Les accusés ont pris la décision de se retirer à partir du moment où la vérité est apparue de plus en plus claire et où les éléments de fait ont été démontrés avec exactitude. Autrement dit, ils ont adopté une attitude de fuite en avant par refus de faire face aux preuves les plus accablantes, dans le plus grand mépris des familles des victimes, a-t-il relevé, notant qu’en dépit de leur comportement, les accusés sont régulièrement informés du déroulement et du contenu des audiences à travers les comptes rendus du Greffier envoyé par le Président de la Cour auprès des accusés à la fin de chaque audience, leur défense continuant à être assurée par des avocats commis d’office.

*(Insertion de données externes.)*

use std::cell::RefCell;

use screencanvas_protocol::{
    Color, Point, RenderCommand, Size, SourceId, VideoElementOptions, ViewState,
};
use tracing::{debug, info};

use crate::capture::{CaptureHost, create_screen_capture_video};
use crate::error::CaptureError;
use crate::render_loop::LoopControl;
use crate::scene::{NodeId, Scene, create_video_image_object};
use crate::viewport::{PanGesture, PointerButtons, WheelInput, WheelOutcome, handle_wheel};

#[derive(Debug, Clone, Copy, PartialEq, Eq, Hash, PartialOrd, Ord)]
pub struct SessionId(pub u64);

/// One live screen capture composited into the scene.
#[derive(Debug, Clone)]
pub struct CaptureSession<S> {
    pub id: SessionId,
    /// Cleared when the session ends.
    pub stream: Option<S>,
    pub node: NodeId,
    pub source: SourceId,
    pub size: Size,
}

/// Scene, view transform and the (single) capture session.
///
/// A second capture request while one is still pending is rejected; a new
/// session replaces the active one.
#[derive(Debug)]
pub struct Compositor<S> {
    scene: Scene,
    view: ViewState,
    pan: PanGesture,
    session: Option<CaptureSession<S>>,
    pending: bool,
    next_session: u64,
}

impl<S> Compositor<S> {
    pub fn new(background: Color) -> Self {
        Self {
            scene: Scene::new(background),
            view: ViewState::default(),
            pan: PanGesture::default(),
            session: None,
            pending: false,
            next_session: 1,
        }
    }

    pub fn scene(&self) -> &Scene {
        &self.scene
    }

    pub fn view(&self) -> ViewState {
        self.view
    }

    pub fn set_view(&mut self, view: ViewState) {
        self.view = view;
        self.scene.request_render();
    }

    pub fn handle_wheel(&mut self, input: WheelInput) -> WheelOutcome {
        let outcome = handle_wheel(&self.view, input);
        self.set_view(outcome.view);
        outcome
    }

    pub fn begin_pan(&mut self, pointer: Point, buttons: PointerButtons) -> bool {
        self.pan.begin(pointer, buttons)
    }

    /// Returns whether the view moved.
    pub fn update_pan(&mut self, pointer: Point) -> bool {
        match self.pan.update(&self.view, pointer) {
            Some(view) => {
                self.set_view(view);
                true
            }
            None => false,
        }
    }

    pub fn end_pan(&mut self) {
        self.pan.end();
    }

    pub fn session(&self) -> Option<&CaptureSession<S>> {
        self.session.as_ref()
    }

    pub fn is_capture_pending(&self) -> bool {
        self.pending
    }

    /// Reserve the capture slot for a new request.
    pub fn begin_capture(&mut self) -> Result<(), CaptureError> {
        if self.pending {
            return Err(CaptureError::Busy);
        }
        self.pending = true;
        Ok(())
    }

    /// Release the slot after a failed request.
    pub fn abort_capture(&mut self) {
        self.pending = false;
    }

    /// Place a freshly captured stream in the scene as the active session.
    ///
    /// Returns the new session id and the session it replaced, if any. The
    /// caller is responsible for stopping the replaced stream.
    pub fn attach_capture(
        &mut self,
        stream: S,
        source: SourceId,
        size: Size,
    ) -> (SessionId, Option<CaptureSession<S>>) {
        self.pending = false;
        let replaced = self.session.take().map(|old| {
            self.scene.remove(old.node);
            info!(session = old.id.0, "replacing active capture session");
            old
        });

        let id = SessionId(self.next_session);
        self.next_session += 1;
        let node = self.scene.add(create_video_image_object(source, size));
        self.session = Some(CaptureSession {
            id,
            stream: Some(stream),
            node,
            source,
            size,
        });
        info!(
            session = id.0,
            width = size.width,
            height = size.height,
            "capture composited"
        );
        (id, replaced)
    }

    /// Tear down a session after its track ended: remove the node, force a
    /// redraw and clear the stream reference.
    ///
    /// Ids of sessions that were already replaced are ignored.
    pub fn end_session(&mut self, id: SessionId) -> Option<CaptureSession<S>> {
        if self.session.as_ref().map(|s| s.id) != Some(id) {
            debug!(session = id.0, "ignoring end of inactive session");
            return None;
        }
        let mut session = self.session.take()?;
        self.scene.remove(session.node);
        self.scene.request_render();
        session.stream = None;
        info!(session = id.0, "capture session ended");
        Some(session)
    }

    pub fn needs_render(&self) -> bool {
        self.scene.needs_render()
    }

    /// Whether frames keep changing without user input.
    pub fn has_live_content(&self) -> bool {
        self.scene.has_live_nodes()
    }

    pub fn render(&mut self, canvas: Size) -> Vec<RenderCommand> {
        self.scene.render(&self.view, canvas)
    }

    /// One redraw-loop frame: the draw list if anything changed, and
    /// whether the loop should keep going. The frame that follows the
    /// removal of the last live node is still painted before the loop is
    /// told to stop.
    pub fn render_frame(&mut self, canvas: Size) -> Frame {
        let commands = self.needs_render().then(|| self.render(canvas));
        let control = if self.has_live_content() {
            LoopControl::Continue
        } else {
            LoopControl::Stop
        };
        Frame { commands, control }
    }
}

/// Output of [`Compositor::render_frame`].
#[derive(Debug, Clone, PartialEq)]
pub struct Frame {
    pub commands: Option<Vec<RenderCommand>>,
    pub control: LoopControl,
}

/// A capture that made it into the scene.
#[derive(Debug)]
pub struct CompositedCapture<V, S, W> {
    pub session: SessionId,
    pub source: SourceId,
    pub video: V,
    pub stream: S,
    pub track_watch: W,
    /// The session this capture displaced; its stream is already stopped.
    pub replaced: Option<CaptureSession<S>>,
}

/// Acquire a screen capture and composite it into the scene.
///
/// `register` maps the new video element to the source id the renderer
/// will draw from. The compositor is never borrowed across an await.
pub async fn composite_screen_capture<H, F>(
    host: &H,
    compositor: &RefCell<Compositor<H::Stream>>,
    options: &VideoElementOptions,
    register: F,
) -> Result<CompositedCapture<H::Video, H::Stream, H::TrackWatch>, CaptureError>
where
    H: CaptureHost,
    F: FnOnce(&H::Video) -> SourceId,
{
    compositor.borrow_mut().begin_capture()?;

    let captured = match create_screen_capture_video(host, options).await {
        Ok(captured) => captured,
        Err(err) => {
            compositor.borrow_mut().abort_capture();
            return Err(err);
        }
    };

    let source = register(&captured.video);
    let (session, replaced) =
        compositor
            .borrow_mut()
            .attach_capture(captured.stream.clone(), source, captured.size);
    if let Some(stream) = replaced.as_ref().and_then(|old| old.stream.as_ref()) {
        host.stop_stream(stream);
    }

    Ok(CompositedCapture {
        session,
        source,
        video: captured.video,
        stream: captured.stream,
        track_watch: captured.track_watch,
        replaced,
    })
}
use serde::{Deserialize, Serialize};

use crate::types::Point;

/// Smallest zoom factor the view will accept.
pub const MIN_ZOOM: f64 = 0.01;
/// Largest zoom factor the view will accept.
pub const MAX_ZOOM: f64 = 20.0;

/// The pan/zoom mapping from scene coordinates to screen pixels.
///
/// `screen = scene * zoom + pan`. Zoom always lies in `[MIN_ZOOM, MAX_ZOOM]`
/// when produced by the viewport operations in `screencanvas-core`.
#[derive(Debug, Clone, Copy, PartialEq, Serialize, Deserialize)]
pub struct ViewState {
    pub zoom: f64,
    pub pan: Point,
}

impl ViewState {
    pub fn new(zoom: f64, pan: Point) -> Self {
        Self { zoom, pan }
    }

    pub fn scene_to_screen(&self, p: Point) -> Point {
        Point::new(p.x * self.zoom + self.pan.x, p.y * self.zoom + self.pan.y)
    }

    pub fn screen_to_scene(&self, p: Point) -> Point {
        Point::new(
            (p.x - self.pan.x) / self.zoom,
            (p.y - self.pan.y) / self.zoom,
        )
    }
}

impl Default for ViewState {
    fn default() -> Self {
        Self {
            zoom: 1.0,
            pan: Point::ORIGIN,
        }
    }
}
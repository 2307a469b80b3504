pub mod commands;
pub mod options;
pub mod types;
pub mod view;

pub use commands::{RenderCommand, SourceId};
pub use options::{
    CAPTURE_FRAME_RATE, CanvasConfig, DisplayMediaConstraints, ExportOptions, VideoConstraints,
    VideoElementOptions,
};
pub use types::{Color, Point, Rect, Size};
pub use view::{MAX_ZOOM, MIN_ZOOM, ViewState};
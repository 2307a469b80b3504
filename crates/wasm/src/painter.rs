use std::collections::HashMap;

use screencanvas_protocol::{RenderCommand, Size, SourceId};
use tracing::debug;
use web_sys::{CanvasRenderingContext2d, HtmlVideoElement};

/// `HTMLMediaElement.HAVE_CURRENT_DATA`: a frame is available to draw.
const HAVE_CURRENT_DATA: u16 = 2;

#[derive(Debug, Clone, Copy)]
struct Transform {
    tx: f64,
    ty: f64,
    sx: f64,
    sy: f64,
}

impl Transform {
    fn identity() -> Self {
        Self {
            tx: 0.0,
            ty: 0.0,
            sx: 1.0,
            sy: 1.0,
        }
    }
}

/// Replays `RenderCommand`s onto a Canvas2D context.
///
/// Owns the mapping from `SourceId` to the video element drawn for it.
pub struct CanvasPainter {
    context: CanvasRenderingContext2d,
    sources: HashMap<SourceId, HtmlVideoElement>,
    next_source: u32,
}

impl CanvasPainter {
    pub fn new(context: CanvasRenderingContext2d) -> Self {
        Self {
            context,
            sources: HashMap::new(),
            next_source: 1,
        }
    }

    pub fn register(&mut self, video: HtmlVideoElement) -> SourceId {
        let id = SourceId(self.next_source);
        self.next_source += 1;
        self.sources.insert(id, video);
        id
    }

    pub fn unregister(&mut self, source: SourceId) -> Option<HtmlVideoElement> {
        self.sources.remove(&source)
    }

    pub fn paint(&self, commands: &[RenderCommand], size: Size) {
        let ctx = &self.context;
        let mut transform_stack = vec![Transform::identity()];

        for cmd in commands {
            let tf = transform_stack
                .last()
                .copied()
                .unwrap_or(Transform::identity());
            match cmd {
                RenderCommand::Clear { color } => {
                    let (w, h) = (f64::from(size.width), f64::from(size.height));
                    ctx.clear_rect(0.0, 0.0, w, h);
                    ctx.set_fill_style_str(&color.to_css());
                    ctx.fill_rect(0.0, 0.0, w, h);
                }

                RenderCommand::DrawImage { source, rect } => {
                    let Some(video) = self.sources.get(source) else {
                        debug!(source = source.0, "no element for source");
                        continue;
                    };
                    if video.ready_state() < HAVE_CURRENT_DATA {
                        continue;
                    }
                    let drawn = ctx.draw_image_with_html_video_element_and_dw_and_dh(
                        video,
                        rect.x * tf.sx + tf.tx,
                        rect.y * tf.sy + tf.ty,
                        rect.w * tf.sx,
                        rect.h * tf.sy,
                    );
                    if drawn.is_err() {
                        debug!(source = source.0, "video frame not drawable");
                    }
                }

                RenderCommand::PushTransform { translate, scale } => {
                    transform_stack.push(Transform {
                        tx: tf.tx + translate.x * tf.sx,
                        ty: tf.ty + translate.y * tf.sy,
                        sx: tf.sx * scale.x,
                        sy: tf.sy * scale.y,
                    });
                }

                RenderCommand::PopTransform => {
                    if transform_stack.len() > 1 {
                        transform_stack.pop();
                    }
                }
            }
        }
    }
}
use serde::{Deserialize, Serialize};

#[derive(Debug, Clone, Copy, PartialEq, Default, Serialize, Deserialize)]
pub struct Point {
    pub x: f64,
    pub y: f64,
}

impl Point {
    pub const ORIGIN: Point = Point { x: 0.0, y: 0.0 };

    pub fn new(x: f64, y: f64) -> Self {
        Self { x, y }
    }
}

#[derive(Debug, Clone, Copy, PartialEq, Serialize, Deserialize)]
pub struct Rect {
    pub x: f64,
    pub y: f64,
    pub w: f64,
    pub h: f64,
}

impl Rect {
    pub fn new(x: f64, y: f64, w: f64, h: f64) -> Self {
        Self { x, y, w, h }
    }

    /// Whether two rects overlap with a non-empty area.
    pub fn intersects(&self, other: &Rect) -> bool {
        self.x < other.x + other.w
            && other.x < self.x + self.w
            && self.y < other.y + other.h
            && other.y < self.y + self.h
    }
}

/// Pixel dimensions of a canvas or a video stream.
#[derive(Debug, Clone, Copy, PartialEq, Eq, Serialize, Deserialize)]
pub struct Size {
    pub width: u32,
    pub height: u32,
}

impl Size {
    pub fn new(width: u32, height: u32) -> Self {
        Self { width, height }
    }

    pub fn is_empty(&self) -> bool {
        self.width == 0 || self.height == 0
    }
}

#[derive(Debug, Clone, Copy, PartialEq, Serialize, Deserialize)]
pub struct Color {
    pub r: f32,
    pub g: f32,
    pub b: f32,
    pub a: f32,
}

impl Color {
    pub const WHITE: Color = Color {
        r: 1.0,
        g: 1.0,
        b: 1.0,
        a: 1.0,
    };

    pub fn rgba(r: f32, g: f32, b: f32, a: f32) -> Self {
        Self { r, g, b, a }
    }

    /// CSS `rgba()` notation, as accepted by Canvas2D fill styles.
    pub fn to_css(&self) -> String {
        let channel = |v: f32| (v.clamp(0.0, 1.0) * 255.0).round() as u8;
        format!(
            "rgba({}, {}, {}, {})",
            channel(self.r),
            channel(self.g),
            channel(self.b),
            self.a.clamp(0.0, 1.0)
        )
    }
}

impl Default for Color {
    fn default() -> Self {
        Self::WHITE
    }
}
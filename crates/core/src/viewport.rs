//! Pointer and wheel interaction on the view transform.
//!
//! Every operation here is a pure function of (input, current view) to the
//! next view. The browser layer owns the event listeners and applies the
//! returned state; nothing is retained between events except the drag anchor
//! held by [`PanGesture`].

use screencanvas_protocol::{Point, ViewState};

use crate::zoom::calculate_zoom;

/// The parts of a DOM `WheelEvent` the viewport needs.
#[derive(Debug, Clone, Copy, PartialEq)]
pub struct WheelInput {
    pub delta_y: f64,
    /// Cursor position relative to the canvas element, in CSS pixels.
    pub offset_x: f64,
    pub offset_y: f64,
}

/// The new view plus what the caller must do with the originating event.
#[derive(Debug, Clone, Copy, PartialEq)]
pub struct WheelOutcome {
    pub view: ViewState,
    pub prevent_default: bool,
    pub stop_propagation: bool,
}

/// Set the zoom factor to `zoom` while keeping the scene point under
/// `anchor` (screen coordinates) in place.
pub fn zoom_to_point(view: &ViewState, anchor: Point, zoom: f64) -> ViewState {
    let scene = view.screen_to_scene(anchor);
    ViewState {
        zoom,
        pan: Point::new(anchor.x - scene.x * zoom, anchor.y - scene.y * zoom),
    }
}

/// Zoom around the cursor in response to a wheel event.
///
/// The event must never scroll the page, so both flags are always set.
pub fn handle_wheel(view: &ViewState, input: WheelInput) -> WheelOutcome {
    let zoom = calculate_zoom(view.zoom, input.delta_y);
    let anchor = Point::new(input.offset_x, input.offset_y);
    WheelOutcome {
        view: zoom_to_point(view, anchor, zoom),
        prevent_default: true,
        stop_propagation: true,
    }
}

/// Modifier and button state accompanying a pointer press.
#[derive(Debug, Clone, Copy, Default, PartialEq, Eq)]
pub struct PointerButtons {
    pub alt_key: bool,
    /// DOM `MouseEvent.button`: 0 primary, 1 middle, 2 secondary.
    pub button: i16,
}

impl PointerButtons {
    /// Panning is bound to alt+drag or the middle button so the primary
    /// button stays free for scene interaction.
    pub fn starts_pan(&self) -> bool {
        self.alt_key || self.button == 1
    }
}

/// Drag-to-pan state: whether a drag is active and where the pointer was
/// last seen.
#[derive(Debug, Clone, Copy, Default, PartialEq)]
pub struct PanGesture {
    last: Option<Point>,
}

impl PanGesture {
    pub fn is_dragging(&self) -> bool {
        self.last.is_some()
    }

    /// Start a drag at `pointer` if the buttons allow it. Returns whether a
    /// drag started.
    pub fn begin(&mut self, pointer: Point, buttons: PointerButtons) -> bool {
        if buttons.starts_pan() {
            self.last = Some(pointer);
        }
        self.is_dragging()
    }

    /// Translate the view by the pointer movement since the last call.
    /// Returns `None` when no drag is in progress.
    pub fn update(&mut self, view: &ViewState, pointer: Point) -> Option<ViewState> {
        let last = self.last?;
        self.last = Some(pointer);
        Some(ViewState {
            zoom: view.zoom,
            pan: Point::new(
                view.pan.x + (pointer.x - last.x),
                view.pan.y + (pointer.y - last.y),
            ),
        })
    }

    pub fn end(&mut self) {
        self.last = None;
    }
}

#[cfg(test)]
mod tests {
    use super::*;

    fn assert_close(a: Point, b: Point) {
        assert!(
            (a.x - b.x).abs() < 1e-9 && (a.y - b.y).abs() < 1e-9,
            "{a:?} != {b:?}"
        );
    }

    #[test]
    fn zoom_to_point_keeps_anchor_fixed() {
        let view = ViewState::new(1.5, Point::new(30.0, -10.0));
        let anchor = Point::new(200.0, 120.0);
        let before = view.screen_to_scene(anchor);

        let zoomed = zoom_to_point(&view, anchor, 4.0);
        assert_eq!(zoomed.zoom, 4.0);
        assert_close(zoomed.screen_to_scene(anchor), before);
    }

    #[test]
    fn wheel_zooms_around_cursor_and_blocks_scroll() {
        let view = ViewState::default();
        let input = WheelInput {
            delta_y: -100.0,
            offset_x: 320.0,
            offset_y: 240.0,
        };
        let out = handle_wheel(&view, input);

        assert!(out.prevent_default);
        assert!(out.stop_propagation);
        assert!(out.view.zoom > 1.0);
        assert_close(
            out.view.screen_to_scene(Point::new(320.0, 240.0)),
            Point::new(320.0, 240.0),
        );
    }

    #[test]
    fn wheel_at_bound_does_not_move_view() {
        let view = ViewState::new(20.0, Point::new(5.0, 5.0));
        let out = handle_wheel(
            &view,
            WheelInput {
                delta_y: -500.0,
                offset_x: 50.0,
                offset_y: 60.0,
            },
        );
        assert_eq!(out.view.zoom, 20.0);
        assert_close(out.view.pan, view.pan);
    }

    #[test]
    fn pan_follows_pointer_delta() {
        let mut gesture = PanGesture::default();
        let view = ViewState::new(2.0, Point::new(10.0, 10.0));
        assert!(gesture.begin(
            Point::new(100.0, 100.0),
            PointerButtons {
                alt_key: true,
                button: 0
            }
        ));

        let moved = gesture
            .update(&view, Point::new(130.0, 90.0))
            .expect("drag active");
        assert_close(moved.pan, Point::new(40.0, 0.0));
        assert_eq!(moved.zoom, 2.0);

        let moved = gesture
            .update(&moved, Point::new(131.0, 91.0))
            .expect("drag active");
        assert_close(moved.pan, Point::new(41.0, 1.0));

        gesture.end();
        assert!(gesture.update(&moved, Point::new(0.0, 0.0)).is_none());
    }

    #[test]
    fn plain_primary_press_does_not_pan() {
        let mut gesture = PanGesture::default();
        assert!(!gesture.begin(Point::ORIGIN, PointerButtons::default()));
        assert!(gesture.begin(
            Point::ORIGIN,
            PointerButtons {
                alt_key: false,
                button: 1
            }
        ));
    }
}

Selon M. Cardan le refus des accusés de comparaître devant la Cour est l’une des principales questions de cette phase finale du procès. « Après avoir défié le Procureur du Roi d’apporter la moindre preuve contre eux, la question se pose en effet de savoir pourquoi les accusés refusent-ils toujours de comparaître devant la Cour en dépit de la demande leur étant faite au début de chaque audience ».
Leur décision est d’autant plus surprenante dans la mesure où les six magistrats qui composent la Cour ont accédé à la quasi-totalité des requêtes qu’ils ont formulées, notamment les demandes de convocation de témoins à décharge et des rédacteurs des PV de police judiciaire et les demandes d’expertise médicale. La Cour a répondu favorablement à toutes ces demandes, y compris lorsque celles-ci semblaient ne pas être fondées juridiquement, de manière à rendre ce procès le plus juste et le plus équitable, a-t-il souligné.
Pour conclure, le secrétaire général de l’APLF a relevé que les observateurs envoyés par son Association ont constaté que le procès se déroule dans des conditions exemplaires, à tel point que l’un des avocats de la défense a jugé nécessaire de préciser devant la Cour que les accusés peuvent jouir de droits jamais vus ailleurs.